### Exercise requirements
Exactly the lines from the start of the data through the line containing "group.throughput(Throughput::Elements(1));" should be output, with both ends kept and nothing added.

Collected data:
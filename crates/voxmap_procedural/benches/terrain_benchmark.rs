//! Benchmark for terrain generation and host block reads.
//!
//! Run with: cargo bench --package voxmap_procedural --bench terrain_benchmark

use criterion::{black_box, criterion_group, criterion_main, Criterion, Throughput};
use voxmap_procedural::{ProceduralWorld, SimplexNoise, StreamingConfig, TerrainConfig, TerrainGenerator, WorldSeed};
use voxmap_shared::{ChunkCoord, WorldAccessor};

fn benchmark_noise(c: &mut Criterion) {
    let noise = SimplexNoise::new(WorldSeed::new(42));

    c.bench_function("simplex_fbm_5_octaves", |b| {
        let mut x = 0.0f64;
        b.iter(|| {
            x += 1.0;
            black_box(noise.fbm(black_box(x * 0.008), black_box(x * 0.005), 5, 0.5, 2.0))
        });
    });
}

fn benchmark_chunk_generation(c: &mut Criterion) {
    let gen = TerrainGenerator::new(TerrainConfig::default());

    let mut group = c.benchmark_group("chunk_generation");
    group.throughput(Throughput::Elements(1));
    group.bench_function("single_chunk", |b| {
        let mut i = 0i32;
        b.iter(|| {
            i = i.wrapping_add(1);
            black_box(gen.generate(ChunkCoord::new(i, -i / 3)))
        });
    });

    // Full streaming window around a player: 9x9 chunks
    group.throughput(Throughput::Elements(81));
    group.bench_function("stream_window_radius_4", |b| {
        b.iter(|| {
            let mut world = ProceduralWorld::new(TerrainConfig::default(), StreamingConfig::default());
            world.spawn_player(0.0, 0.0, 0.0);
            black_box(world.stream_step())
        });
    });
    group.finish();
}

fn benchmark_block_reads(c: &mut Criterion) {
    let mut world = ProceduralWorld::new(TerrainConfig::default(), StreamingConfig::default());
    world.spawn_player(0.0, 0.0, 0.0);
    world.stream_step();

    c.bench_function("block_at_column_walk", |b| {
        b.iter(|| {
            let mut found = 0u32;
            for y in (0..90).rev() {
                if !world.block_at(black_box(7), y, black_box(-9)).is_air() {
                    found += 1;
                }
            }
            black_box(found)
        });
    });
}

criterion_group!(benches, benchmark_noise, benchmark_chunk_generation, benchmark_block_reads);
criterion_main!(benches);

### Solution below
filename crates/voxmap_procedural/benches/terrain_benchmark.rs
//! Benchmark for terrain generation and host block reads.
//!
//! Run with: cargo bench --package voxmap_procedural --bench terrain_benchmark

use criterion::{black_box, criterion_group, criterion_main, Criterion, Throughput};
use voxmap_procedural::{ProceduralWorld, SimplexNoise, StreamingConfig, TerrainConfig, TerrainGenerator, WorldSeed};
use voxmap_shared::{ChunkCoord, WorldAccessor};

fn benchmark_noise(c: &mut Criterion) {
    let noise = SimplexNoise::new(WorldSeed::new(42));

    c.bench_function("simplex_fbm_5_octaves", |b| {
        let mut x = 0.0f64;
        b.iter(|| {
            x += 1.0;
            black_box(noise.fbm(black_box(x * 0.008), black_box(x * 0.005), 5, 0.5, 2.0))
        });
    });
}

fn benchmark_chunk_generation(c: &mut Criterion) {
    let gen = TerrainGenerator::new(TerrainConfig::default());

    let mut group = c.benchmark_group("chunk_generation");
    group.throughput(Throughput::Elements(1));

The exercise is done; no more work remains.